Some local news from the county where I live:

As debate continues over how to address local affordable housing challenges – and whether to develop the “rural crescent” – a 2019 recording has surfaced of a Republican Prince William supervisor saying that building more apartments in the county will hurt Republicans politically and result in fewer Republican votes. . . .

“These Republicans are just slitting their own throats with approving these apartments,” [Supervisor Pete Candland, R-Gainesville] said. “When you put these apartments in, you’re not getting Joe Republican moving into these apartments. There’s a reason folks are not going to vote for you, and you wonder why the eastern end of the county has not just gone Democrat, it’s solidly blue.”

Huh. Weird.

People in Conservatism Inc. do not like it when I say things like, “Republicans understand that their only path to power in the macro is holding down the number of total votes cast in elections.”

But, you know, there it is.


3. Dishwasher Talk

For the love of all that’s holy, please load your dishwasher correctly:

Don’t dish-wash sharp knives, which will dull. (Butter knives are fine because they are already kinda dull.) Wooden items, like spoons and cutting boards, could warp or crack, so keep them out. Pans, especially of the nonstick variety, don’t belong—they’re bulky and damage-prone. Those twisty reusable straws? Asking for trouble. Essentially, the cardinal rule is this: Don’t put anything in there that you couldn’t (or wouldn’t want to) replace—ceramics, family heirlooms, fine china. . . .

For the most powerful wash, position the tines (sharp doodads) of forks and the bowls of spoons sticking up. And keep knife blades stabbing downwards (for safety). Remember, we’re social distancing: For the water to properly clean every surface, and to minimize scratches, don’t cram too many utensils into the basket at once. Spoons have a tendency to, well, spoon, so try to keep them in different compartments. . . .

Load from back to front to fit in more stuff. Unload from bottom to top so you don’t drip on your dry dishes. Thin plastics (like quart containers and takeout bowls) should live on the top rack to prevent them from melting. . . .

Right after you empty the machine, add the detergent. That way, when you see the soap, you’ll know it’s ready to load. . . .

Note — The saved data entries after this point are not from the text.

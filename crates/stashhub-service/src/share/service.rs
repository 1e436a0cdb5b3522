//! Share lifecycle service.
//!
//! A share is an email-addressed invite on one environment. It starts
//! `Pending`, becomes `Accepted` when the invitee takes it, and is simply
//! deleted on decline or revoke. While a share row exists for an
//! (environment, email) pair, no second invite can be issued for it.

use std::collections::HashSet;
use std::sync::Arc;

use tokio::sync::RwLock;
use tracing::{info, warn};

use stashhub_core::AppError;
use stashhub_core::result::AppResult;
use stashhub_core::traits::identity::{CurrentUser, IdentityProvider};
use stashhub_core::types::{EnvironmentId, ShareId};
use stashhub_database::repositories::{
    EnvironmentRepository, NotificationRepository, ProfileRepository, ShareRepository,
};
use stashhub_entity::environment::Environment;
use stashhub_entity::notification::CreateNotification;
use stashhub_entity::share::{CreateShare, Share, ShareStatus};

use crate::session::{fallback_display_name, require_user};

/// The result of an invite attempt.
///
/// Only genuine failures (no session, not the owner, remote errors) are
/// `Err`; these variants are expected outcomes the caller presents to the
/// user.
#[derive(Debug, Clone)]
pub enum InviteOutcome {
    /// The invite was created.
    Invited(Share),
    /// The owner tried to invite themselves.
    SelfShare,
    /// No registered account matches the email.
    UserNotFound,
    /// The invitee already holds an accepted share.
    AlreadyShared,
    /// An invite for this invitee is already awaiting an answer.
    InvitePending,
}

/// Manages share invites and the invitee's pending list.
pub struct ShareService {
    shares: Arc<dyn ShareRepository>,
    environments: Arc<dyn EnvironmentRepository>,
    profiles: Arc<dyn ProfileRepository>,
    notifications: Arc<dyn NotificationRepository>,
    identity: Arc<dyn IdentityProvider>,
    /// Pending invites addressed to the current user, refreshed by
    /// [`list_pending_for_current_user`](Self::list_pending_for_current_user).
    pending: RwLock<Vec<Share>>,
}

impl ShareService {
    /// Create a new share service.
    pub fn new(
        shares: Arc<dyn ShareRepository>,
        environments: Arc<dyn EnvironmentRepository>,
        profiles: Arc<dyn ProfileRepository>,
        notifications: Arc<dyn NotificationRepository>,
        identity: Arc<dyn IdentityProvider>,
    ) -> Self {
        Self {
            shares,
            environments,
            profiles,
            notifications,
            identity,
            pending: RwLock::new(Vec::new()),
        }
    }

    /// Invite an email address to an environment. Owner-only.
    ///
    /// The duplicate guard is check-then-insert; two racing invites for
    /// the same pair can both pass the check, in which case the unique
    /// index rejects the loser with a `Duplicate` error.
    pub async fn create_share(
        &self,
        environment_id: EnvironmentId,
        invitee_email: &str,
    ) -> AppResult<InviteOutcome> {
        let user = require_user(self.identity.as_ref()).await?;
        let environment = self.owned_environment(&user, environment_id).await?;

        let email = invitee_email.trim().to_lowercase();
        if email.is_empty() {
            return Err(AppError::validation("Invitee email must not be empty"));
        }
        if email == user.email.to_lowercase() {
            return Ok(InviteOutcome::SelfShare);
        }

        let Some(profile) = self.profiles.find_by_email(&email).await? else {
            return Ok(InviteOutcome::UserNotFound);
        };

        if let Some(existing) = self.shares.find_outstanding(environment_id, &email).await? {
            return Ok(match existing.status {
                ShareStatus::Accepted => InviteOutcome::AlreadyShared,
                ShareStatus::Pending => InviteOutcome::InvitePending,
            });
        }

        let share = self
            .shares
            .create(&CreateShare {
                environment_id,
                invitee_email: email,
                status: ShareStatus::Pending,
            })
            .await?;

        // Best-effort: a missed notification must not undo the invite.
        let notification = CreateNotification {
            recipient_user_id: profile.id,
            message: format!(
                "{} invited you to \"{}\"",
                self.inviter_name(&user).await,
                environment.name
            ),
        };
        if let Err(e) = self.notifications.create(&notification).await {
            warn!(share_id = %share.id, error = %e, "failed to notify invitee");
        }

        info!(
            share_id = %share.id,
            environment_id = %environment_id,
            invitee = %share.invitee_email,
            "share invite created"
        );
        Ok(InviteOutcome::Invited(share))
    }

    /// Accept a pending invite. Invitee-only.
    pub async fn accept_share(&self, id: ShareId) -> AppResult<Share> {
        let user = require_user(self.identity.as_ref()).await?;
        let share = self.invitee_share(&user, id).await?;

        let accepted = self
            .shares
            .set_status(share.id, ShareStatus::Accepted)
            .await?
            .ok_or_else(|| AppError::not_found("Share no longer exists"))?;

        self.drop_pending(id).await;
        info!(share_id = %id, environment_id = %accepted.environment_id, "share accepted");
        Ok(accepted)
    }

    /// Decline a pending invite by deleting its row. Invitee-only.
    pub async fn decline_share(&self, id: ShareId) -> AppResult<()> {
        let user = require_user(self.identity.as_ref()).await?;
        let share = self.invitee_share(&user, id).await?;

        if !self.shares.delete(share.id).await? {
            return Err(AppError::not_found("Share no longer exists"));
        }
        self.drop_pending(id).await;
        info!(share_id = %id, environment_id = %share.environment_id, "share declined");
        Ok(())
    }

    /// Revoke a share in any status. Owner-only; the former invitee is
    /// not told, their view converges through the change feed.
    pub async fn revoke_share(&self, id: ShareId) -> AppResult<()> {
        let user = require_user(self.identity.as_ref()).await?;
        let share = self
            .shares
            .find_by_id(id)
            .await?
            .ok_or_else(|| AppError::not_found("Share not found"))?;
        self.owned_environment(&user, share.environment_id).await?;

        if !self.shares.delete(id).await? {
            return Err(AppError::not_found("Share no longer exists"));
        }
        info!(share_id = %id, environment_id = %share.environment_id, "share revoked");
        Ok(())
    }

    /// List every share on an environment, any status. Owner-only.
    pub async fn list_shares(&self, environment_id: EnvironmentId) -> AppResult<Vec<Share>> {
        let user = require_user(self.identity.as_ref()).await?;
        self.owned_environment(&user, environment_id).await?;
        self.shares.find_by_environment(environment_id).await
    }

    /// Reload and return the current user's pending invites.
    pub async fn list_pending_for_current_user(&self) -> AppResult<Vec<Share>> {
        let user = require_user(self.identity.as_ref()).await?;
        let pending = self.shares.find_pending_by_email(&user.email).await?;
        *self.pending.write().await = pending.clone();
        Ok(pending)
    }

    /// The pending invites as of the last reload, without touching the
    /// remote store.
    pub async fn pending_snapshot(&self) -> Vec<Share> {
        self.pending.read().await.clone()
    }

    /// Every environment the current user can see: the ones they own
    /// plus the ones shared with them and accepted, deduplicated.
    pub async fn list_accessible_environments(&self) -> AppResult<Vec<Environment>> {
        let user = require_user(self.identity.as_ref()).await?;

        let owned = self.environments.find_by_owner(user.id).await?;
        let accepted = self.shares.find_accepted_by_email(&user.email).await?;
        let shared_ids: Vec<EnvironmentId> =
            accepted.iter().map(|s| s.environment_id).collect();
        let shared = self.environments.find_by_ids(&shared_ids).await?;

        let mut seen: HashSet<EnvironmentId> = HashSet::new();
        let mut environments = Vec::with_capacity(owned.len() + shared.len());
        for env in owned.into_iter().chain(shared) {
            if seen.insert(env.id) {
                environments.push(env);
            }
        }
        Ok(environments)
    }

    async fn owned_environment(
        &self,
        user: &CurrentUser,
        environment_id: EnvironmentId,
    ) -> AppResult<Environment> {
        let environment = self
            .environments
            .find_by_id(environment_id)
            .await?
            .ok_or_else(|| AppError::not_found("Environment not found"))?;
        if environment.owner_id != user.id {
            return Err(AppError::authorization(
                "Only the environment owner may manage its shares",
            ));
        }
        Ok(environment)
    }

    async fn invitee_share(&self, user: &CurrentUser, id: ShareId) -> AppResult<Share> {
        let share = self
            .shares
            .find_by_id(id)
            .await?
            .ok_or_else(|| AppError::not_found("Share not found"))?;
        if !share.invitee_email.eq_ignore_ascii_case(&user.email) {
            return Err(AppError::authorization(
                "Only the invitee may answer this invite",
            ));
        }
        Ok(share)
    }

    async fn drop_pending(&self, id: ShareId) {
        self.pending.write().await.retain(|s| s.id != id);
    }

    /// Name the invite notification carries for the inviter, resolved the
    /// same way activity entries name their actor: profile full name,
    /// then the auth display name, then the email local part.
    async fn inviter_name(&self, user: &CurrentUser) -> String {
        match self.profiles.find_by_id(user.id).await {
            Ok(profile) => profile
                .and_then(|p| p.full_name)
                .unwrap_or_else(|| fallback_display_name(user)),
            Err(e) => {
                warn!(user_id = %user.id, error = %e, "profile lookup failed");
                fallback_display_name(user)
            }
        }
    }
}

At 1 a.m. it is very human to want to just shove your cookie sheet or lasagna pan onto the bottom rack and walk away. But you’re going to block the spray arm. And that’s like trying to dust your house by blowing on everything: You’ll look dumb and you’ll make matters worse. Big stuff goes on the sides, and needs to sit at an angle. (Like the cups, remember?)

Read the whole thing.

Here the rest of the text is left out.